**Material shown:**
- Opening Delimiter -

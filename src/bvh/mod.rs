///
/// Bounding Volume Hierarchy: a binary tree of axis-aligned boxes in a
/// flat node array, with primitives referenced from the leaves through
/// a separate index array

pub mod build;
pub mod collapse;
pub mod intersect;

pub use build::build_bvh;
pub use collapse::collapse_leaves;
pub use intersect::intersect_bvh;

use crate::bbox::Bbox;
use crate::utils::{Bits, Real};
use crate::vector::{vec3, Vec3r};
use crate::thread_pool::ThreadPool;

///
/// Compact BVH node. The six bounding planes are interleaved as
/// `[min_x, max_x, min_y, max_y, min_z, max_z]` so that traversal can
/// select the near/far plane per axis from the ray octant alone.
/// A primitive count of 0 marks an inner node whose left child lives at
/// `first_child_or_primitive` (the right child always directly after);
/// otherwise the node is a leaf addressing a contiguous run of the
/// BVH's primitive index array.
#[repr(C)]
#[derive(Copy, Clone, Debug, PartialEq, bytemuck::Zeroable, bytemuck::Pod)]
pub struct BvhNode {
    pub bounds: [Real; 6],
    pub primitive_count: Bits,
    pub first_child_or_primitive: Bits,
}

#[cfg(not(feature = "f64"))]
static_assertions::assert_eq_size!(BvhNode, [u8; 32]);
#[cfg(feature = "f64")]
static_assertions::assert_eq_size!(BvhNode, [u8; 64]);

impl Default for BvhNode {
    fn default() -> Self {
        bytemuck::Zeroable::zeroed()
    }
}

impl BvhNode {
    pub fn bbox(&self) -> Bbox {
        Bbox {
            min: vec3(self.bounds[0], self.bounds[2], self.bounds[4]),
            max: vec3(self.bounds[1], self.bounds[3], self.bounds[5]),
        }
    }

    pub fn set_bbox(&mut self, bbox: &Bbox) {
        self.bounds[0] = bbox.min.0;
        self.bounds[1] = bbox.max.0;
        self.bounds[2] = bbox.min.1;
        self.bounds[3] = bbox.max.1;
        self.bounds[4] = bbox.min.2;
        self.bounds[5] = bbox.max.2;
    }

    pub fn is_leaf(&self) -> bool {
        self.primitive_count > 0
    }
}

///
/// BVH container. The root is located at `nodes[0]`; leaves index into
/// `primitive_indices`, which reorders the caller's primitives so that
/// each leaf covers a contiguous run.
#[derive(Debug)]
pub struct Bvh {
    pub nodes: Vec<BvhNode>,
    pub primitive_indices: Vec<usize>,
}

impl Bvh {
    /// Builds a BVH for a set of primitives with the given bounding
    /// boxes and centers, then collapses leaves according to the SAH.
    /// The traversal cost is expressed as a ratio of the cost of
    /// traversing a node vs. the cost of intersecting a primitive.
    pub fn new<B, C>(
        pool: &ThreadPool,
        primitive_count: usize,
        bbox_fn: B,
        center_fn: C,
        traversal_cost: Real,
    ) -> Self
    where
        B: Fn(usize) -> Bbox + Sync,
        C: Fn(usize) -> Vec3r + Sync,
    {
        let mut bvh = build_bvh(pool, primitive_count, bbox_fn, center_fn);
        collapse_leaves(pool, &mut bvh, traversal_cost);
        bvh
    }

    pub fn node_count(&self) -> usize {
        self.nodes.len()
    }

    pub fn primitive_count(&self) -> usize {
        self.primitive_indices.len()
    }

    pub fn root(&self) -> &BvhNode {
        &self.nodes[0]
    }
}

#[cfg(test)]
pub(crate) mod validation {

    use super::*;

    /// Checks the structural invariants of a BVH over `primitive_count`
    /// primitives: parent boxes contain child boxes, children are
    /// adjacent, every primitive sits in exactly one leaf.
    pub fn check_tree(bvh: &Bvh, primitive_count: usize) {
        assert!(!bvh.nodes.is_empty());
        assert_eq!(bvh.primitive_indices.len(), primitive_count);

        let mut primitive_seen = vec![0usize; primitive_count];
        let mut node_seen = vec![false; bvh.node_count()];
        let mut stack = vec![0usize];
        while let Some(index) = stack.pop() {
            assert!(!node_seen[index], "node {index} reached twice");
            node_seen[index] = true;
            let node = &bvh.nodes[index];
            if node.is_leaf() {
                let first = node.first_child_or_primitive as usize;
                let count = node.primitive_count as usize;
                assert!(count >= 1);
                for i in first..first + count {
                    primitive_seen[bvh.primitive_indices[i]] += 1;
                }
            } else {
                let left = node.first_child_or_primitive as usize;
                assert!(left > index && left + 1 < bvh.node_count());
                assert!(
                    node.bbox().contains(&bvh.nodes[left].bbox()),
                    "node {index} does not contain its left child"
                );
                assert!(
                    node.bbox().contains(&bvh.nodes[left + 1].bbox()),
                    "node {index} does not contain its right child"
                );
                stack.push(left);
                stack.push(left + 1);
            }
        }
        for (primitive, &count) in primitive_seen.iter().enumerate() {
            assert_eq!(count, 1, "primitive {primitive} is in {count} leaves");
        }
    }
}
use rt_accel::bvh::{build_bvh, collapse_leaves};
use rt_accel::mesh::{Mesh, MeshAccel, TRI_TRAVERSAL_COST};
use rt_accel::ray::{Hit, Ray};
use rt_accel::thread_pool::{detect_system_thread_count, ThreadPool};
use rt_accel::utils::Real;
use rt_accel::vector::vec3;

use rand::Rng;
use rand_pcg::Pcg32;
use std::ops::{AddAssign, DivAssign};
use std::time::{Duration, Instant};

/// Benchmark binary for the BVH accelerator

fn main() {
    env_logger::init();

    let runs = 20;
    println!("Benchmarking with {runs} samples.\n");

    let grid_small = wavy_grid(60); // 6,962 triangles
    let grid_medium = wavy_grid(180); // 64,082 triangles
    let grid_large = wavy_grid(640); // 816,642 triangles
    let threads = detect_system_thread_count();

    println!("Performance scaling with triangles ({threads} workers):");
    run_bvh(&grid_small, threads, runs).display(&format!(
        "BVH: wavy grid ({})",
        grid_small.primitive_count()
    ));
    run_bvh(&grid_medium, threads, runs).display(&format!(
        "BVH: wavy grid ({})",
        grid_medium.primitive_count()
    ));
    let large_mt = run_bvh(&grid_large, threads, runs).display(&format!(
        "BVH: wavy grid ({})",
        grid_large.primitive_count()
    ));
    println!("----------------------------------");

    println!("\nMultithreaded scaling on the large grid:");
    run_bvh(&grid_large, 1, runs).display("BVH: wavy grid, 1 worker");
    large_mt.display(&format!("BVH: wavy grid, {threads} workers"));
    println!("----------------------------------");

    println!("\nTriangle soup (random scene):");
    let soup = random_soup(100_000, 42);
    run_bvh(&soup, threads, runs).display("BVH: soup (100,000)");
    println!("----------------------------------");

    println!("\nAll done.");
}

fn run_bvh(mesh: &Mesh, threads: usize, runs: u32) -> BvhConstructionTime {
    let pool = ThreadPool::new(threads).expect("failed to create the thread pool");
    let mut total = BvhConstructionTime::default();
    for _ in 0..runs {
        let mut current = BvhConstructionTime::default();
        let tris: Vec<_> = (0..mesh.primitive_count()).map(|i| mesh.tri(i)).collect();

        let mut now = Instant::now();
        let mut bvh = build_bvh(
            &pool,
            tris.len(),
            |i| tris[i].bbox(),
            |i| tris[i].center(),
        );
        current.build = now.elapsed();

        now = Instant::now();
        collapse_leaves(&pool, &mut bvh, TRI_TRAVERSAL_COST);
        current.collapse = now.elapsed();

        now = Instant::now();
        let accel = MeshAccel::new(&pool, mesh);
        current.accel = now.elapsed();

        now = Instant::now();
        let hits = trace_grid(&accel, mesh, 256);
        current.trace = now.elapsed();
        assert!(hits > 0);

        total += current;
    }
    total /= runs;
    total
}

// Shoot an orthographic grid of rays down onto the scene and count
// the hits
fn trace_grid(accel: &MeshAccel, mesh: &Mesh, resolution: usize) -> usize {
    let mut bound = rt_accel::Bbox::new();
    for vertex in &mesh.vertices {
        bound.include_vertex(*vertex);
    }
    let extent = bound.extent();
    let mut hits = 0;
    for y in 0..resolution {
        for x in 0..resolution {
            let fx = bound.min.0 + extent.0 * (x as Real + 0.5) / resolution as Real;
            let fy = bound.min.1 + extent.1 * (y as Real + 0.5) / resolution as Real;
            let mut ray = Ray::new(
                vec3(fx, fy, bound.max.2 + 1.0),
                vec3(0.0, 0.0, -1.0),
                0.0,
                1.0e9,
            );
            let mut hit = Hit::none();
            if accel.intersect_ray(&mut ray, &mut hit, false) {
                hits += 1;
            }
        }
    }
    hits
}

// Heightfield over an n x n vertex grid, two triangles per cell
fn wavy_grid(n: usize) -> Mesh {
    let mut vertices = Vec::with_capacity(n * n);
    for y in 0..n {
        for x in 0..n {
            let fx = x as Real / (n - 1) as Real * 10.0;
            let fy = y as Real / (n - 1) as Real * 10.0;
            vertices.push(vec3(fx, fy, fx.sin() * fy.cos()));
        }
    }
    let mut indices = Vec::with_capacity((n - 1) * (n - 1) * 6);
    for y in 0..n - 1 {
        for x in 0..n - 1 {
            let v0 = (y * n + x) as u32;
            let v1 = v0 + 1;
            let v2 = v0 + n as u32;
            let v3 = v2 + 1;
            indices.extend([v0, v1, v2, v2, v1, v3]);
        }
    }
    Mesh::new_tris(vertices, indices)
}

fn random_soup(count: usize, seed: u64) -> Mesh {
    let mut rng = Pcg32::new(seed, 0xa02bdbf7bb3c0a7);
    let mut vertices = Vec::with_capacity(count * 3);
    let mut indices = Vec::with_capacity(count * 3);
    for i in 0..count {
        let center = vec3(
            rng.gen_range(-10.0..10.0),
            rng.gen_range(-10.0..10.0),
            rng.gen_range(-10.0..10.0),
        );
        for _ in 0..3 {
            vertices.push(
                center
                    + vec3(
                        rng.gen_range(-0.2..0.2),
                        rng.gen_range(-0.2..0.2),
                        rng.gen_range(-0.2..0.2),
                    ),
            );
        }
        indices.extend([3 * i as u32, 3 * i as u32 + 1, 3 * i as u32 + 2]);
    }
    Mesh::new_tris(vertices, indices)
}

/// Wrapper type for accumulating per-phase construction timings

#[derive(Debug, Copy, Clone, Default)]
pub struct BvhConstructionTime {
    pub build: Duration,
    pub collapse: Duration,
    pub accel: Duration,
    pub trace: Duration,
}

impl BvhConstructionTime {
    pub fn total(&self) -> Duration {
        self.build + self.collapse + self.accel + self.trace
    }

    pub fn display(&self, text: &str) -> Self {
        println!("{}", text);
        println!("  build:      {:?}", self.build);
        println!("  collapse:   {:?}", self.collapse);
        println!("  full accel: {:?}", self.accel);
        println!("  trace:      {:?}", self.trace);
        println!("  total:      {:?}", self.total());
        *self
    }
}

impl AddAssign<BvhConstructionTime> for BvhConstructionTime {
    fn add_assign(&mut self, rhs: Self) {
        self.build += rhs.build;
        self.collapse += rhs.collapse;
        self.accel += rhs.accel;
        self.trace += rhs.trace;
    }
}

impl DivAssign<u32> for BvhConstructionTime {
    fn div_assign(&mut self, rhs: u32) {
        self.build /= rhs;
        self.collapse /= rhs;
        self.accel /= rhs;
        self.trace /= rhs;
    }
}
///
/// Ray-primitive intersection for triangles and quads.
///
/// Primitives are stored in a precomputed form: a base vertex, edge
/// vectors, and the (unnormalized) geometric normal, so that the
/// Moeller-style test below needs no per-ray setup. All comparisons
/// reject NaNs, so degenerate primitives and rays simply miss.

use crate::bbox::Bbox;
use crate::ray::{Hit, Ray};
use crate::vector::{cross, dot, vec2, Vec3r};

///
/// Triangle stored as a base point with two edges and the normal:
/// `e1 = p0 - p1`, `e2 = p2 - p0`, `n = e1 x e2`
#[derive(Debug, Clone, Copy, PartialEq, Default)]
pub struct Tri {
    pub p0: Vec3r,
    pub e1: Vec3r,
    pub e2: Vec3r,
    pub n: Vec3r,
}

impl Tri {
    pub fn new(p0: Vec3r, p1: Vec3r, p2: Vec3r) -> Self {
        let e1 = p0 - p1;
        let e2 = p2 - p0;
        Self {
            p0,
            e1,
            e2,
            n: cross(e1, e2),
        }
    }

    pub fn p1(&self) -> Vec3r {
        self.p0 - self.e1
    }

    pub fn p2(&self) -> Vec3r {
        self.p0 + self.e2
    }

    pub fn bbox(&self) -> Bbox {
        Bbox::from_triangle(self.p0, self.p1(), self.p2())
    }

    pub fn center(&self) -> Vec3r {
        (self.p0 + self.p1() + self.p2()) / 3.0
    }
}

///
/// Quad with corners in cyclic order `p0, p1, p2, p3`, interpreted as
/// the two triangles `(p0, p1, p3)` and `(p2, p3, p1)` sharing the
/// diagonal, intersected as a disjoint pair in a single routine.
/// Stored as the front triangle's edges (`e1 = p0 - p1`,
/// `e2 = p3 - p0`) and normal, plus the back triangle's edges
/// (`e3 = p2 - p3`, `e4 = p1 - p2`).
#[derive(Debug, Clone, Copy, PartialEq, Default)]
pub struct Quad {
    pub p0: Vec3r,
    pub e1: Vec3r,
    pub e2: Vec3r,
    pub e3: Vec3r,
    pub e4: Vec3r,
    pub n: Vec3r,
}

impl Quad {
    pub fn new(p0: Vec3r, p1: Vec3r, p2: Vec3r, p3: Vec3r) -> Self {
        let e1 = p0 - p1;
        let e2 = p3 - p0;
        let e3 = p2 - p3;
        let e4 = p1 - p2;
        Self {
            p0,
            e1,
            e2,
            e3,
            e4,
            n: cross(e1, e2),
        }
    }

    pub fn p1(&self) -> Vec3r {
        self.p0 - self.e1
    }

    pub fn p2(&self) -> Vec3r {
        self.p3() + self.e3
    }

    pub fn p3(&self) -> Vec3r {
        self.p0 + self.e2
    }

    pub fn bbox(&self) -> Bbox {
        let mut bbox = Bbox::from_triangle(self.p0, self.p1(), self.p2());
        bbox.include_vertex(self.p3());
        bbox
    }

    pub fn center(&self) -> Vec3r {
        (self.p0 + self.p1() + self.p2() + self.p3()) / 4.0
    }
}

/// Intersects a ray with a triangle. On a hit, `ray.t_max` is shrunk
/// to the intersection distance and the barycentric coordinates are
/// written into `hit.uv` (the primitive index is left to the caller).
pub fn intersect_ray_tri(ray: &mut Ray, tri: &Tri, hit: &mut Hit) -> bool {
    let c = tri.p0 - ray.org;
    let r = cross(ray.dir, c);

    let inv_det = 1.0 / dot(tri.n, ray.dir);
    let u = dot(r, tri.e2) * inv_det;
    let v = dot(r, tri.e1) * inv_det;
    let w = 1.0 - u - v;

    // These comparisons are designed to return false
    // when one of t, u, or v is a NaN
    if u >= 0.0 && v >= 0.0 && w >= 0.0 {
        let t = dot(tri.n, c) * inv_det;
        if t >= ray.t_min && t <= ray.t_max {
            ray.t_max = t;
            hit.uv = vec2(u, v);
            return true;
        }
    }

    false
}

/// Intersects a ray with a quad, testing its two triangles in turn.
/// The triangles are disjoint except for the shared diagonal, so the
/// first accepted intersection is the only one. A hit on the back
/// triangle maps its coordinates to the far corner of the unit square,
/// so that `uv` spans the whole quad consistently.
pub fn intersect_ray_quad(ray: &mut Ray, quad: &Quad, hit: &mut Hit) -> bool {
    let front = Tri {
        p0: quad.p0,
        e1: quad.e1,
        e2: quad.e2,
        n: quad.n,
    };
    if intersect_ray_tri(ray, &front, hit) {
        return true;
    }

    let back = Tri {
        p0: quad.p2(),
        e1: quad.e3,
        e2: quad.e4,
        n: cross(quad.e3, quad.e4),
    };
    if intersect_ray_tri(ray, &back, hit) {
        hit.uv = vec2(1.0 - hit.uv.0, 1.0 - hit.uv.1);
        return true;
    }

    false
}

- Closing Delimiter -

**Task objective:** Everything from the line containing "are interleaved as" through the line containing "always directly after);" in the material above should be retyped exactly, both ends included, and nothing more.

**Written response:**
/// Compact BVH node. The six bounding planes are interleaved as
/// `[min_x, max_x, min_y, max_y, min_z, max_z]` so that traversal can
/// select the near/far plane per axis from the ray octant alone.
/// A primitive count of 0 marks an inner node whose left child lives at
/// `first_child_or_primitive` (the right child always directly after);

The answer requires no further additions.